How to make friends Progress OpenEdge and Oracle DBMS

Since 1999, the back office in our bank has been using the integrated banking system BISQUIT on the Progress OpenEdge platform, which is widely used throughout the world, including in the financial sector. The performance of this DBMS allows you to read up to a million or more records per second in a single database (DB). We Progress OpenEdge serves about 1.5 million deposits of individuals and about 22.2 million contracts for active products (car loans and mortgages), and is also responsible for all settlements with the regulator (CB) and SWIFT.

Using Progress OpenEdge, we are faced with the fact that we need to make friends with Oracle DBMS. Initially, this bundle was the “bottleneck” of our infrastructure - until we installed and configured Pro2 CDC — a Progress product that allows you to send data from the Progress DBMS to the Oracle DBMS directly, online. In this post we describe in detail, with all the pitfalls, how to effectively make friends with OpenEdge and Oracle.

How it all happened: uploading data in QCD through file sharing

First, a few facts about our infrastructure. The number of active users of the database is about 15 thousand. The volume of all productive databases, including the replica and standby, is 600 TB, the largest database is 16.5 TB. At the same time, databases are constantly replenished: only in the last year about 120 TB of productive data have been added. The system provides 150 front-servers on the x86 platform. Databases are hosted on 21 IBM platform servers.
')

Front systems, various ABS and banking services are integrated with OpenEdge Progress (BISQUIT IAS) via the Sonic ESB bus. Data is downloaded to QCD through file sharing. Up to a certain point in time, such a solution had two major problems at once - poor performance of uploading information to the corporate data warehouse (QCD) and a long time to perform data reconciliation (reconciliation) with other systems.

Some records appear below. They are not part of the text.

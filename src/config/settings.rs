//! Settings structures for the engine

use crate::error::Error;
use serde::{Deserialize, Serialize};
use std::path::{Path, PathBuf};

/// Top-level settings loaded from `lumen.yml`
#[derive(Debug, Clone, Default, Serialize, Deserialize)]
#[serde(default)]
pub struct Settings {
    pub general: GeneralSettings,
    pub search: SearchSettings,
    pub cache: CacheSettings,
    pub plugins: PluginsSettings,
}

impl Settings {
    /// Load settings from a YAML file
    pub fn from_file<P: AsRef<Path>>(path: P) -> Result<Self, Error> {
        let content = std::fs::read_to_string(&path)?;
        serde_yaml::from_str(&content)
            .map_err(|e| Error::Config(format!("{}: {e}", path.as_ref().display())))
    }

    /// Merge with environment variables (LUMEN_* prefix)
    pub fn merge_env(&mut self) {
        if let Ok(val) = std::env::var("LUMEN_DEBUG") {
            self.general.debug = val.parse().unwrap_or(false);
        }
        if let Ok(val) = std::env::var("LUMEN_MAX_RESULTS") {
            if let Ok(n) = val.parse() {
                self.search.max_results = n;
            }
        }
        if let Ok(val) = std::env::var("LUMEN_DEBOUNCE_MS") {
            if let Ok(ms) = val.parse() {
                self.search.debounce_ms = ms;
            }
        }
        if let Ok(val) = std::env::var("LUMEN_CACHE_DIR") {
            self.cache.dir = Some(PathBuf::from(val));
        }
    }

    /// Effective cache directory
    pub fn cache_dir(&self) -> PathBuf {
        self.cache
            .dir
            .clone()
            .unwrap_or_else(crate::cache::default_cache_dir)
    }
}

/// General settings
#[derive(Debug, Clone, Serialize, Deserialize)]
#[serde(default)]
pub struct GeneralSettings {
    /// Enable debug logging
    pub debug: bool,
    /// Instance name for logs
    pub instance_name: String,
}

impl Default for GeneralSettings {
    fn default() -> Self {
        Self {
            debug: false,
            instance_name: "lumen".to_string(),
        }
    }
}

/// Search tunables
#[derive(Debug, Clone, Serialize, Deserialize)]
#[serde(default)]
pub struct SearchSettings {
    /// Cap on the returned result list
    pub max_results: usize,
    /// Quiescence window for the debouncers, in milliseconds
    pub debounce_ms: u64,
    /// Relevance filter threshold; weak nonzero scores at or below it are
    /// dropped
    pub score_threshold: f64,
}

impl Default for SearchSettings {
    fn default() -> Self {
        Self {
            max_results: crate::DEFAULT_MAX_RESULTS,
            debounce_ms: crate::DEFAULT_DEBOUNCE_MS,
            score_threshold: crate::SCORE_THRESHOLD,
        }
    }
}

/// Cache settings
#[derive(Debug, Clone, Serialize, Deserialize)]
#[serde(default)]
pub struct CacheSettings {
    /// Cache directory; platform cache root when unset
    pub dir: Option<PathBuf>,
    /// In-memory entry bound
    pub max_entries: u64,
}

impl Default for CacheSettings {
    fn default() -> Self {
        Self {
            dir: None,
            max_entries: crate::cache::DEFAULT_MEMORY_CAPACITY,
        }
    }
}

/// Plugin wiring
#[derive(Debug, Clone, Default, Serialize, Deserialize)]
#[serde(default)]
pub struct PluginsSettings {
    /// Static item manifests to register at startup
    pub static_manifests: Vec<PathBuf>,
}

Therefore, we began to look for a tool that could speed up these processes. The solution to both problems was the new Progress OpenEdge product - Pro2 CDC (Change Data Capture). So, let's begin.

Install Progress OpenEdge and Pro2Oracle

For Pro2 Oracle to work on the administrator's Windows computer, it is enough to install the Progress OpenEdge Developer Kit Classroom Edition, which you can download for free. OpenEdge installation directories by default:

DLC: C: \ Progress \ OpenEdge
WRK: C: \ OpenEdge \ WRK

ETL processes require Progress OpenEdge version 11.7+ licenses — namely, OE DataServer for Oracle and 4GL Development System. Pro2 supplies these licenses. For full operation of DataServer for Oracle with a remote Oracle database, Full Oracle Client is installed.

On Oracle, you need to install a version of Oracle Database 12+, create an empty database and add a user (let's call it cdc ).

To install Pro2Oracle, download the latest distribution from the Progress Software download center. Unpack the archive into the C: \ Pro2 directory (to configure Pro2 on Unix, the same distribution kit is used and the same configuration principles apply).

Creating a cdc replication database

The cdc replication database (repl) is used by Pro2 to store configuration information, including a replication map, names of replicable databases and their tables. It also contains a replication queue consisting of notes about the fact that a row in a table has changed in the source database. Data from the replication queue is used by ETL processes to identify the rows that need to be copied to Oracle from the source database.

We create a separate cdc database.

Procedure for creating a base

On the database server, create a directory for the cdc database — for example, on the server / database / cdc / .
Create a dummy for the cdc database: procopy $ DLC / empty cdc
Enable large file support: proutil cdc -C EnableLargeFiles
Preparing the start script for the cdc database. Start parameters should be similar to the start parameters of the replicated database.
We start the cdc database.
Connect to the cdc database and load the Pro2 schema from the cdc.df file, which is included with the Pro2 package.
Create the following users in the cdc database:

pro2adm - to connect from the administrative panel Pro2;
pro2etl - to connect ETL-processes (ReplBatch);
pro2cdc - to connect CDC processes (CDCBatch);

Activating OpenEdge Change Data Capture

Now let's turn on the inclusion of the CDC mechanism itself, through which data will be replicated to an additional technological area. Separate storage areas must be added to each source Progress OpenEdge database, to which source data will be duplicated, and to activate the mechanism itself using the proutil command .

The procedure for the example for the database bisquit

Copy from the C: \ Pro2 \ db directory the cdcadd.st file to the directory of the original bisquit database.
We describe in cdcadd.st the extents of a fixed size for the “ReplCDCArea” and “ReplCDCArea_IDX” areas . You can add new storage areas online: prostrct addonline bisquit cdcadd.st
Activate the OpenEdge CDC:
proutil bisquit -C enablecdc area "ReplCDCArea" indexarea "ReplCDCArea_IDX"
In the source database you need to create the following users to identify the running processes:
a. pro2adm - to connect from the administrative panel Pro2.
b. pro2etl - to connect ETL-processes (ReplBatch).
c. pro2cdc - to connect CDC processes (CDCBatch).

Creating a Schema Holder for DataServer for Oracle

Next, we need on the server, where the data from the Progress DBMS to the Oracle DBMS will be replicated, to create the Schema Holder database. DataServer Schema Holder is an empty Progress OpenEdge database without users or application data containing a map of the correspondence between the source tables and the external, Oracle tables.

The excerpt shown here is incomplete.